→ To do: From the data below, copy out every line in which the word "bytes" occurs.

== == ==

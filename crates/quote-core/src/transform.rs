//! Row-to-record transformation and tag index building

use crate::record::{ConversionResult, QuoteRecord, RawRow};
use std::collections::HashSet;

/// Transform decoded rows into quote records plus the run's tag index
///
/// Emits exactly one record per row, in input order. Never fails.
pub fn transform(rows: &[RawRow]) -> ConversionResult {
    let records: Vec<QuoteRecord> = rows
        .iter()
        .map(|row| QuoteRecord::new(row.quote.clone(), filter_tags(row)))
        .collect();

    let tag_index = build_tag_index(&records);

    ConversionResult { records, tag_index }
}

/// Keep the tag slots that hold something other than whitespace, in slot order
pub fn filter_tags(row: &RawRow) -> Vec<String> {
    row.tags
        .iter()
        .flatten()
        .filter(|t| !t.trim().is_empty())
        .cloned()
        .collect()
}

/// Distinct tags across all records in first-seen order
pub fn build_tag_index(records: &[QuoteRecord]) -> Vec<String> {
    let mut seen: HashSet<&str> = HashSet::new();
    let mut index = Vec::new();

    for tag in records.iter().flat_map(|r| r.tags.iter()) {
        if seen.insert(tag.as_str()) {
            index.push(tag.clone());
        }
    }

    index
}
//! Source enumeration for conversion runs

use crate::error::{DecodeError, Error, Result};
use std::fs;
use std::path::{Path, PathBuf};
use tracing::{debug, warn};
use walkdir::WalkDir;

/// A single CSV input
#[derive(Debug, Clone, PartialEq, Eq)]
pub enum Source {
    /// A CSV file on disk
    File(PathBuf),
    /// Every `*.csv` file under a directory, sorted by path
    Dir(PathBuf),
    /// In-memory CSV text
    Text { name: String, text: String },
}

impl Source {
    pub fn text(name: impl Into<String>, text: impl Into<String>) -> Self {
        Source::Text {
            name: name.into(),
            text: text.into(),
        }
    }
}

/// A loaded source text ready for decoding
#[derive(Debug, Clone, PartialEq, Eq)]
pub struct SourceText {
    /// Display name used in logs and errors
    pub name: String,
    pub text: String,
}

/// Ordered list of sources; `None` entries are skipped
#[derive(Debug, Clone, Default)]
pub struct SourceList {
    entries: Vec<Option<Source>>,
}

impl SourceList {
    pub fn new() -> Self {
        Self::default()
    }

    /// Append a source slot; `None` marks an unassigned slot
    pub fn push(&mut self, source: Option<Source>) {
        self.entries.push(source);
    }

    /// Append a file source
    pub fn file(mut self, path: impl Into<PathBuf>) -> Self {
        self.push(Some(Source::File(path.into())));
        self
    }

    /// Append a directory source
    pub fn dir(mut self, path: impl Into<PathBuf>) -> Self {
        self.push(Some(Source::Dir(path.into())));
        self
    }

    /// Number of slots, including empty ones
    pub fn len(&self) -> usize {
        self.entries.len()
    }

    pub fn is_empty(&self) -> bool {
        self.entries.is_empty()
    }

    /// Load every source in list order
    ///
    /// Directory sources expand in place. Files or directories that no
    /// longer exist are skipped with a warning, like empty slots. Fails on
    /// the first source that exists but cannot be read.
    pub fn load(&self) -> Result<Vec<SourceText>> {
        let mut texts = Vec::new();

        for (slot, entry) in self.entries.iter().enumerate() {
            let Some(source) = entry else {
                debug!(slot, "skipping empty source slot");
                continue;
            };

            match source {
                Source::File(path) if !path.is_file() => {
                    warn!(slot, source = %path.display(), "skipping missing source");
                }
                Source::Dir(path) if !path.is_dir() => {
                    warn!(slot, source = %path.display(), "skipping missing source");
                }
                Source::File(path) => texts.push(read_source(path)?),
                Source::Dir(path) => {
                    for file in scan_csv_files(path)? {
                        texts.push(read_source(&file)?);
                    }
                }
                Source::Text { name, text } => texts.push(SourceText {
                    name: name.clone(),
                    text: text.clone(),
                }),
            }
        }

        Ok(texts)
    }
}

impl FromIterator<Option<Source>> for SourceList {
    fn from_iter<I: IntoIterator<Item = Option<Source>>>(iter: I) -> Self {
        Self {
            entries: iter.into_iter().collect(),
        }
    }
}

/// Read a CSV file as UTF-8 text
pub fn read_source(path: &Path) -> Result<SourceText> {
    if !path.is_file() {
        return Err(Error::SourceNotFound(path.to_path_buf()));
    }

    let bytes = fs::read(path).map_err(|e| Error::FileRead {
        path: path.to_path_buf(),
        source: e,
    })?;

    let name = path.display().to_string();
    let text = String::from_utf8(bytes).map_err(|e| DecodeError::Encoding {
        source_name: name.clone(),
        source: e,
    })?;

    debug!(source = %name, bytes = text.len(), "loaded source");
    Ok(SourceText { name, text })
}

/// Find `*.csv` files under a directory, sorted by path
pub fn scan_csv_files(root: &Path) -> Result<Vec<PathBuf>> {
    if !root.is_dir() {
        return Err(Error::SourceNotFound(root.to_path_buf()));
    }

    let mut files = Vec::new();
    for entry in WalkDir::new(root).follow_links(true) {
        let entry = entry?;
        let path = entry.path();

        if entry.file_type().is_file()
            && path
                .extension()
                .is_some_and(|ext| ext.eq_ignore_ascii_case("csv"))
        {
            files.push(path.to_path_buf());
        }
    }

    files.sort();
    debug!(root = %root.display(), count = files.len(), "scanned directory");
    Ok(files)
}

#[cfg(test)]
mod tests {
    use super::*;
    use tempfile::TempDir;

    #[test]
    fn test_empty_slots_are_skipped() {
        let list: SourceList = vec![
            None,
            Some(Source::text("a", "quote\nx\n")),
            None,
            Some(Source::text("b", "quote\ny\n")),
        ]
        .into_iter()
        .collect();

        let texts = list.load().unwrap();
        let names: Vec<&str> = texts.iter().map(|t| t.name.as_str()).collect();
        assert_eq!(list.len(), 4);
        assert_eq!(names, vec!["a", "b"]);
    }

    #[test]
    fn test_missing_paths_are_skipped() {
        let temp = TempDir::new().unwrap();
        let list = SourceList::new()
            .file(temp.path().join("nope.csv"))
            .dir(temp.path().join("gone"));

        assert_eq!(list.len(), 2);
        assert!(list.load().unwrap().is_empty());
    }

    #[test]
    fn test_missing_file_between_good_sources() {
        let temp = TempDir::new().unwrap();
        let file = temp.path().join("last.csv");
        fs::write(&file, "quote\nlast\n").unwrap();

        let mut list = SourceList::new();
        list.push(Some(Source::text("first", "quote\nfirst\n")));
        let list = list.file(temp.path().join("deleted.csv")).file(&file);

        let texts = list.load().unwrap();
        assert_eq!(texts.len(), 2);
        assert_eq!(texts[0].name, "first");
        assert_eq!(texts[1].text, "quote\nlast\n");
    }

    #[test]
    fn test_read_source_requires_existing_file() {
        let temp = TempDir::new().unwrap();
        let err = read_source(&temp.path().join("nope.csv")).unwrap_err();
        assert!(matches!(err, Error::SourceNotFound(_)));
    }

    #[test]
    fn test_invalid_utf8_is_a_decode_error() {
        let temp = TempDir::new().unwrap();
        let path = temp.path().join("bad.csv");
        fs::write(&path, [0x71, 0xff, 0xfe, 0x0a]).unwrap();

        let err = read_source(&path).unwrap_err();
        assert!(matches!(err, Error::Decode(DecodeError::Encoding { .. })));
    }

    #[test]
    fn test_dir_expands_sorted_csv_files() {
        let temp = TempDir::new().unwrap();
        fs::create_dir(temp.path().join("sub")).unwrap();
        fs::write(temp.path().join("b.csv"), "quote\nb\n").unwrap();
        fs::write(temp.path().join("a.csv"), "quote\na\n").unwrap();
        fs::write(temp.path().join("sub").join("c.CSV"), "quote\nc\n").unwrap();
        fs::write(temp.path().join("notes.txt"), "ignored").unwrap();

        let files = scan_csv_files(temp.path()).unwrap();
        let names: Vec<String> = files
            .iter()
            .map(|p| p.file_name().unwrap().to_string_lossy().into_owned())
            .collect();
        assert_eq!(names, vec!["a.csv", "b.csv", "c.CSV"]);
    }

    #[test]
    fn test_list_order_is_preserved_across_kinds() {
        let temp = TempDir::new().unwrap();
        let file = temp.path().join("z.csv");
        fs::write(&file, "quote\nfile\n").unwrap();

        let mut list = SourceList::new();
        list.push(Some(Source::text("first", "quote\nmem\n")));
        let list = list.dir(temp.path().join("sub")).file(&file);
        fs::create_dir(temp.path().join("sub")).unwrap();
        fs::write(temp.path().join("sub").join("d.csv"), "quote\ndir\n").unwrap();

        let texts = list.load().unwrap();
        assert_eq!(texts.len(), 3);
        assert_eq!(texts[0].name, "first");
        assert_eq!(texts[1].text, "quote\ndir\n");
        assert_eq!(texts[2].text, "quote\nfile\n");
    }
}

== == ==

→ Answer box:
    let bytes = fs::read(path).map_err(|e| Error::FileRead {
    let text = String::from_utf8(bytes).map_err(|e| DecodeError::Encoding {
    debug!(source = %name, bytes = text.len(), "loaded source");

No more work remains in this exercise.